→ **ASSIGNMENT**:
Each record should appear again in the response exactly as it does in the original.

→ **Records from a collection**:
***

//! Per-handle serialized execution context.
//!
//! # Responsibilities
//! - Own a handle's mutable state inside one actor task
//! - Run submitted jobs one at a time, in submission order
//! - Turn panics inside a job into an internal error for that job only
//! - Stop immediately on close, dropping the running job and the state
//!
//! # Design Decisions
//! - No lock around live state: only the actor ever touches it
//! - Close is a watch flag checked before and during every job, so it
//!   preempts in-flight work instead of queueing behind it
//! - Dropping the state is the teardown; state types release their
//!   resources in `Drop`
//!
//! ```text
//! run(op, f) ──job──→ mpsc queue ──→ actor: f(&mut state).await
//!     ↑                                  │ (catch_unwind)
//!     └──────────── oneshot ←────────────┘
//! close() → watch flag → actor exits → state dropped
//! ```

use std::panic::AssertUnwindSafe;
use std::sync::Arc;

use futures_util::future::BoxFuture;
use futures_util::FutureExt;
use tokio::runtime::Handle;
use tokio::sync::{mpsc, oneshot, watch};
use tracing::Instrument;

use crate::engine::state::Operation;
use crate::error::{EtlsError, EtlsResult};
use crate::observability::metrics;

type Job<S> = Box<dyn for<'a> FnOnce(&'a mut S) -> BoxFuture<'a, ()> + Send>;

fn into_job<S, F>(f: F) -> Job<S>
where
    F: for<'a> FnOnce(&'a mut S) -> BoxFuture<'a, ()> + Send + 'static,
{
    Box::new(f)
}

/// Sending side of a handle's actor. Clones share the same actor.
pub(crate) struct Strand<S> {
    jobs: mpsc::UnboundedSender<Job<S>>,
    closed: Arc<watch::Sender<bool>>,
}

impl<S> Clone for Strand<S> {
    fn clone(&self) -> Self {
        Self {
            jobs: self.jobs.clone(),
            closed: Arc::clone(&self.closed),
        }
    }
}

impl<S: Send + 'static> Strand<S> {
    /// Start the actor for `state` on `runtime`.
    pub(crate) fn spawn(runtime: &Handle, state: S, span: tracing::Span) -> Self {
        let (jobs, queue) = mpsc::unbounded_channel();
        let (closed, closed_rx) = watch::channel(false);
        runtime.spawn(drive(state, queue, closed_rx).instrument(span));
        Self {
            jobs,
            closed: Arc::new(closed),
        }
    }

    /// Run `f` against the state after every previously submitted job.
    ///
    /// Resolves to `Closed` when the strand is closed before or while `f` runs.
    pub(crate) async fn run<T, F>(&self, operation: Operation, f: F) -> EtlsResult<T>
    where
        T: Send + 'static,
        F: for<'a> FnOnce(&'a mut S) -> BoxFuture<'a, EtlsResult<T>> + Send + 'static,
    {
        let result = self.submit(operation, f).await;
        if let Err(e) = &result {
            tracing::debug!(operation = %operation, error = %e, "Operation failed");
        }
        metrics::record_operation(operation, result.as_ref().map(|_| ()).map_err(EtlsError::kind));
        result
    }

    async fn submit<T, F>(&self, operation: Operation, f: F) -> EtlsResult<T>
    where
        T: Send + 'static,
        F: for<'a> FnOnce(&'a mut S) -> BoxFuture<'a, EtlsResult<T>> + Send + 'static,
    {
        if self.is_closed() {
            return Err(EtlsError::Closed);
        }

        let (reply, outcome) = oneshot::channel();
        let job = into_job(move |state: &mut S| {
            let step = f(state);
            Box::pin(async move {
                let result = match AssertUnwindSafe(step).catch_unwind().await {
                    Ok(result) => result,
                    Err(panic) => {
                        let err = EtlsError::from_panic(operation, panic);
                        tracing::error!(operation = %operation, error = %err, "Operation panicked");
                        Err(err)
                    }
                };
                let _ = reply.send(result);
            })
        });

        self.jobs.send(job).map_err(|_| EtlsError::Closed)?;
        outcome.await.unwrap_or(Err(EtlsError::Closed))
    }

    /// Stop the actor. Returns false if it was already closed.
    pub(crate) fn close(&self) -> bool {
        !self.closed.send_replace(true)
    }

    pub(crate) fn is_closed(&self) -> bool {
        *self.closed.borrow()
    }
}

async fn drive<S>(
    mut state: S,
    mut queue: mpsc::UnboundedReceiver<Job<S>>,
    mut closed: watch::Receiver<bool>,
) {
    loop {
        let job = tokio::select! {
            biased;
            _ = closed.wait_for(|closed| *closed) => break,
            job = queue.recv() => match job {
                Some(job) => job,
                None => break,
            },
        };

        tokio::select! {
            biased;
            _ = closed.wait_for(|closed| *closed) => break,
            () = job(&mut state) => {}
        }
    }

    // Pending jobs are dropped with the queue; their callers see Closed.
    drop(queue);
    drop(state);
    tracing::trace!("Strand stopped");
}

#[cfg(test)]
mod tests {
    use super::*;
    use crate::error::ErrorKind;
    use std::time::Duration;

    fn strand(state: Vec<u32>) -> Strand<Vec<u32>> {
        Strand::spawn(&Handle::current(), state, tracing::Span::none())
    }

    #[tokio::test]
    async fn jobs_run_in_submission_order() {
        let strand = strand(Vec::new());
        let runs = (0..16u32).map(|i| {
            strand.run(Operation::Send, move |log| {
                Box::pin(async move {
                    tokio::task::yield_now().await;
                    log.push(i);
                    Ok(log.len())
                })
            })
        });
        let lens: Vec<usize> = futures_util::future::join_all(runs)
            .await
            .into_iter()
            .map(Result::unwrap)
            .collect();
        assert_eq!(lens, (1..=16).collect::<Vec<_>>());

        let log = strand
            .run(Operation::Query, |log| Box::pin(async move { Ok(log.clone()) }))
            .await
            .unwrap();
        assert_eq!(log, (0..16).collect::<Vec<_>>());
    }

    #[tokio::test]
    async fn panics_fail_only_their_job() {
        let strand = strand(vec![1]);
        let err = strand
            .run(Operation::Receive, |state| Box::pin(async move { Ok(state[5]) }))
            .await
            .unwrap_err();
        assert_eq!(err.kind(), ErrorKind::Internal);

        let len = strand
            .run(Operation::Query, |state| Box::pin(async move { Ok(state.len()) }))
            .await
            .unwrap();
        assert_eq!(len, 1);
    }

    #[tokio::test]
    async fn close_preempts_the_running_job() {
        let strand = strand(Vec::new());
        let blocked = {
            let strand = strand.clone();
            tokio::spawn(async move {
                strand
                    .run(Operation::Receive, |_| {
                        Box::pin(async move {
                            futures_util::future::pending::<()>().await;
                            Ok(())
                        })
                    })
                    .await
            })
        };
        tokio::time::sleep(Duration::from_millis(20)).await;

        assert!(strand.close());
        assert!(!strand.close());
        let result = tokio::time::timeout(Duration::from_secs(1), blocked)
            .await
            .unwrap()
            .unwrap();
        assert!(matches!(result, Err(EtlsError::Closed)));

        let after = strand
            .run(Operation::Send, |_| Box::pin(async move { Ok(()) }))
            .await;
        assert!(matches!(after, Err(EtlsError::Closed)));
    }
}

***

→ **TASK ANSWER**:
//! Per-handle serialized execution context.
//!
//! # Responsibilities
//! - Own a handle's mutable state inside one actor task
//! - Run submitted jobs one at a time, in submission order
//! - Turn panics inside a job into an internal error for that job only
//! - Stop immediately on close, dropping the running job and the state
//!
//! # Design Decisions
//! - No lock around live state: only the actor ever touches it
//! - Close is a watch flag checked before and during every job, so it
//!   preempts in-flight work instead of queueing behind it
//! - Dropping the state is the teardown; state types release their
//!   resources in `Drop`
//!
//! ```text
//! run(op, f) ──job──→ mpsc queue ──→ actor: f(&mut state).await
//!     ↑                                  │ (catch_unwind)
//!     └──────────── oneshot ←────────────┘
//! close() → watch flag → actor exits → state dropped
//! ```

use std::panic::AssertUnwindSafe;
use std::sync::Arc;

use futures_util::future::BoxFuture;
use futures_util::FutureExt;
use tokio::runtime::Handle;
use tokio::sync::{mpsc, oneshot, watch};
use tracing::Instrument;

use crate::engine::state::Operation;
use crate::error::{EtlsError, EtlsResult};
use crate::observability::metrics;

type Job<S> = Box<dyn for<'a> FnOnce(&'a mut S) -> BoxFuture<'a, ()> + Send>;

fn into_job<S, F>(f: F) -> Job<S>
where
    F: for<'a> FnOnce(&'a mut S) -> BoxFuture<'a, ()> + Send + 'static,
{
    Box::new(f)
}

/// Sending side of a handle's actor. Clones share the same actor.
pub(crate) struct Strand<S> {
    jobs: mpsc::UnboundedSender<Job<S>>,
    closed: Arc<watch::Sender<bool>>,
}

impl<S> Clone for Strand<S> {
    fn clone(&self) -> Self {
        Self {
            jobs: self.jobs.clone(),
            closed: Arc::clone(&self.closed),
        }
    }
}

impl<S: Send + 'static> Strand<S> {
    /// Start the actor for `state` on `runtime`.
    pub(crate) fn spawn(runtime: &Handle, state: S, span: tracing::Span) -> Self {
        let (jobs, queue) = mpsc::unbounded_channel();
        let (closed, closed_rx) = watch::channel(false);
        runtime.spawn(drive(state, queue, closed_rx).instrument(span));
        Self {
            jobs,
            closed: Arc::new(closed),
        }
    }

    /// Run `f` against the state after every previously submitted job.
    ///
    /// Resolves to `Closed` when the strand is closed before or while `f` runs.
    pub(crate) async fn run<T, F>(&self, operation: Operation, f: F) -> EtlsResult<T>
    where
        T: Send + 'static,
        F: for<'a> FnOnce(&'a mut S) -> BoxFuture<'a, EtlsResult<T>> + Send + 'static,
    {
        let result = self.submit(operation, f).await;
        if let Err(e) = &result {
            tracing::debug!(operation = %operation, error = %e, "Operation failed");
        }
        metrics::record_operation(operation, result.as_ref().map(|_| ()).map_err(EtlsError::kind));
        result
    }

    async fn submit<T, F>(&self, operation: Operation, f: F) -> EtlsResult<T>
    where
        T: Send + 'static,
        F: for<'a> FnOnce(&'a mut S) -> BoxFuture<'a, EtlsResult<T>> + Send + 'static,
    {
        if self.is_closed() {
            return Err(EtlsError::Closed);
        }

        let (reply, outcome) = oneshot::channel();
        let job = into_job(move |state: &mut S| {
            let step = f(state);
            Box::pin(async move {
                let result = match AssertUnwindSafe(step).catch_unwind().await {
                    Ok(result) => result,
                    Err(panic) => {
                        let err = EtlsError::from_panic(operation, panic);
                        tracing::error!(operation = %operation, error = %err, "Operation panicked");
                        Err(err)
                    }
                };
                let _ = reply.send(result);
            })
        });

        self.jobs.send(job).map_err(|_| EtlsError::Closed)?;
        outcome.await.unwrap_or(Err(EtlsError::Closed))
    }

    /// Stop the actor. Returns false if it was already closed.
    pub(crate) fn close(&self) -> bool {
        !self.closed.send_replace(true)
    }

    pub(crate) fn is_closed(&self) -> bool {
        *self.closed.borrow()
    }
}

async fn drive<S>(
    mut state: S,
    mut queue: mpsc::UnboundedReceiver<Job<S>>,
    mut closed: watch::Receiver<bool>,
) {
    loop {
        let job = tokio::select! {
            biased;
            _ = closed.wait_for(|closed| *closed) => break,
            job = queue.recv() => match job {
                Some(job) => job,
                None => break,
            },
        };

        tokio::select! {
            biased;
            _ = closed.wait_for(|closed| *closed) => break,
            () = job(&mut state) => {}
        }
    }

    // Pending jobs are dropped with the queue; their callers see Closed.
    drop(queue);
    drop(state);
    tracing::trace!("Strand stopped");
}

#[cfg(test)]
mod tests {
    use super::*;
    use crate::error::ErrorKind;
    use std::time::Duration;

    fn strand(state: Vec<u32>) -> Strand<Vec<u32>> {
        Strand::spawn(&Handle::current(), state, tracing::Span::none())
    }

    #[tokio::test]
    async fn jobs_run_in_submission_order() {
        let strand = strand(Vec::new());
        let runs = (0..16u32).map(|i| {
            strand.run(Operation::Send, move |log| {
                Box::pin(async move {
                    tokio::task::yield_now().await;
                    log.push(i);
                    Ok(log.len())
                })
            })
        });
        let lens: Vec<usize> = futures_util::future::join_all(runs)
            .await
            .into_iter()
            .map(Result::unwrap)
            .collect();
        assert_eq!(lens, (1..=16).collect::<Vec<_>>());

        let log = strand
            .run(Operation::Query, |log| Box::pin(async move { Ok(log.clone()) }))
            .await
            .unwrap();
        assert_eq!(log, (0..16).collect::<Vec<_>>());
    }

    #[tokio::test]
    async fn panics_fail_only_their_job() {
        let strand = strand(vec![1]);
        let err = strand
            .run(Operation::Receive, |state| Box::pin(async move { Ok(state[5]) }))
            .await
            .unwrap_err();
        assert_eq!(err.kind(), ErrorKind::Internal);

        let len = strand
            .run(Operation::Query, |state| Box::pin(async move { Ok(state.len()) }))
            .await
            .unwrap();
        assert_eq!(len, 1);
    }

    #[tokio::test]
    async fn close_preempts_the_running_job() {
        let strand = strand(Vec::new());
        let blocked = {
            let strand = strand.clone();
            tokio::spawn(async move {
                strand
                    .run(Operation::Receive, |_| {
                        Box::pin(async move {
                            futures_util::future::pending::<()>().await;
                            Ok(())
                        })
                    })
                    .await
            })
        };
        tokio::time::sleep(Duration::from_millis(20)).await;

        assert!(strand.close());
        assert!(!strand.close());
        let result = tokio::time::timeout(Duration::from_secs(1), blocked)
            .await
            .unwrap()
            .unwrap();
        assert!(matches!(result, Err(EtlsError::Closed)));

        let after = strand
            .run(Operation::Send, |_| Box::pin(async move { Ok(()) }))
            .await;
        assert!(matches!(after, Err(EtlsError::Closed)));
    }
}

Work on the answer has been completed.